• [WORK REQUIRED]
Print the lines of the data, starting with the first, up to and including the line where "full queue sleeps" appears.
┌─ SUPPLIED DATA
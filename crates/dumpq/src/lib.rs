//! dumpq - Batched Multi-Producer Single-Consumer Submission Queues
//!
//! A queue-decomposed MPSC design where each producer has a dedicated
//! mutex-guarded ring buffer and one consumer periodically drains every
//! queue by exchanging whole buffers in O(1). Producers on different slots
//! never share a lock, and the per-slot lock is held only for one insert or
//! one buffer swap, so contention stays bounded no matter how slow the
//! drain callback is.
//!
//! Built for high-frequency data generation (telemetry, logging, trace
//! events) where the consumer's processing cadence is decoupled from the
//! production rate.
//!
//! # Overflow policies
//!
//! Selected once, at construction:
//!
//! - [`OverflowPolicy::Bounded`] - a producer hitting a full queue sleeps
//!   and retries until the consumer frees space. No item is ever dropped.
//! - [`OverflowPolicy::Overwrite`] - a producer hitting a full queue evicts
//!   the oldest undrained item and never stalls. Size the queue against the
//!   drain frequency to keep loss acceptable.
//!
//! # Example
//!
//! ```
//! use dumpq::{Config, Dumper, OverflowPolicy};
//!
//! let dumper = Dumper::new(Config::new(1024, 4, OverflowPolicy::Bounded)).unwrap();
//! let producer = dumper.register().unwrap();
//! let mut drainer = dumper.drainer().unwrap();
//!
//! producer.submit(42u64);
//! producer.submit(43);
//!
//! let mut received = Vec::new();
//! drainer.drain(|item| received.push(item));
//! assert_eq!(received, vec![42, 43]);
//! ```

mod config;
mod dumper;
mod invariants;
mod metrics;
mod ring;
mod slot;

pub use config::{Config, OverflowPolicy, BEST_EFFORT_CONFIG, LOSSLESS_CONFIG};
pub use dumper::{Drainer, Dumper, DumperError, Producer};
pub use metrics::{Metrics, MetricsSnapshot};
pub use ring::{Drain, Ring};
└─
• [TASK RESULT]
filename crates/dumpq/src/lib.rs
//! dumpq - Batched Multi-Producer Single-Consumer Submission Queues
//!
//! A queue-decomposed MPSC design where each producer has a dedicated
//! mutex-guarded ring buffer and one consumer periodically drains every
//! queue by exchanging whole buffers in O(1). Producers on different slots
//! never share a lock, and the per-slot lock is held only for one insert or
//! one buffer swap, so contention stays bounded no matter how slow the
//! drain callback is.
//!
//! Built for high-frequency data generation (telemetry, logging, trace
//! events) where the consumer's processing cadence is decoupled from the
//! production rate.
//!
//! # Overflow policies
//!
//! Selected once, at construction:
//!
//! - [`OverflowPolicy::Bounded`] - a producer hitting a full queue sleeps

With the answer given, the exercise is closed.